Literatur im Herbst: Dilemma 89
6-8 November, Odeon Theatre, Vienna
"Central Europe, the glamorous misery of intellectuals, the end of 'Left' and 'Right', whether the novel is the European literary form – with the fall of the Iron Curtain and the Berlin Wall, it seemed that what prominent authors and intellectuals had been discussing for years had suddenly been swept aside," writes Erich Klein in his introduction to this year's Literatur im Herbst, topic Dilemma 89. "History returned with unexpected force, accelerating at such a rate that paradoxical ideologemes were created and quickly discarded. The notion of 'the end of history' was refuted by experience. Since then, the mainstream has been subjected to the contradictory pronouncements of the economy of attention and the logic of scandal. Postmodernism, globalization, sustainability – buzzwords follow in rapid succession. In literature, every season the novel of the year is announced; one canon chases off the other; new authors need to be enrolled. The poles of the short European twentieth century, Auschwitz and the Gulag, have long since entered literary trash. The charge that in the 'new' literatures of Europe, only the texts and not the contexts are read, is nevertheless unfair..."
Speakers include: Daniela Dahn, Josef Haslinger, Herta Müller, Wolfgang Müller-Funk, Timothy Snyder, Olga Tokarczuk, Ottó Tolnai, Jáchym Topol and Richard Wagner.
Full programme details of "Literatur im Herbst".
"Dilemma '89" is also the title of Wespennest 156 (reviewed in Eurozine here), where Daniela Dahn delivers a retort to the "two dictatorships" thesis that posits equivalence between Nazi Germany and the GDR.
Immediately after 1989, there was great will in the GDR to uncover collaborators with the regime, writes Dahn. "Yet when eastern Germans noticed that the victors were reducing the image of the GDR to terms such as 'criminal state' and 'totalitarian dictatorship' [...] few still wanted to take part in the debate."
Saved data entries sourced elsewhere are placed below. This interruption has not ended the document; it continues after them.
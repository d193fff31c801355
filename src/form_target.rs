use super::*;

/// The form that currently receives typed keys.
#[derive(Clone, Copy, Debug, PartialEq, Eq)]
pub(crate) enum FormTarget {
  Reply(CommentId),
  Root,
}

impl FormTarget {
  pub(crate) fn parent_id(self) -> Option<CommentId> {
    match self {
      Self::Reply(id) => Some(id),
      Self::Root => None,
    }
  }
}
As a journalist in the 1980s, Dahn belonged to a semi-official, regime-critical subculture and in 1989 led a committee to develop a new press law in the GDR. "However, the western media deprived us of the fun of 'ridiculing half-truths with ruthless rigour'. [...] Overnight we felt challenged to point out nuances. However revolutions, even peaceful ones, aren't the time for balanced arguments. [...] The privatization of an east German media in the process of liberating itself is one reason why startlingly simplistic notions of history have become ingrained today."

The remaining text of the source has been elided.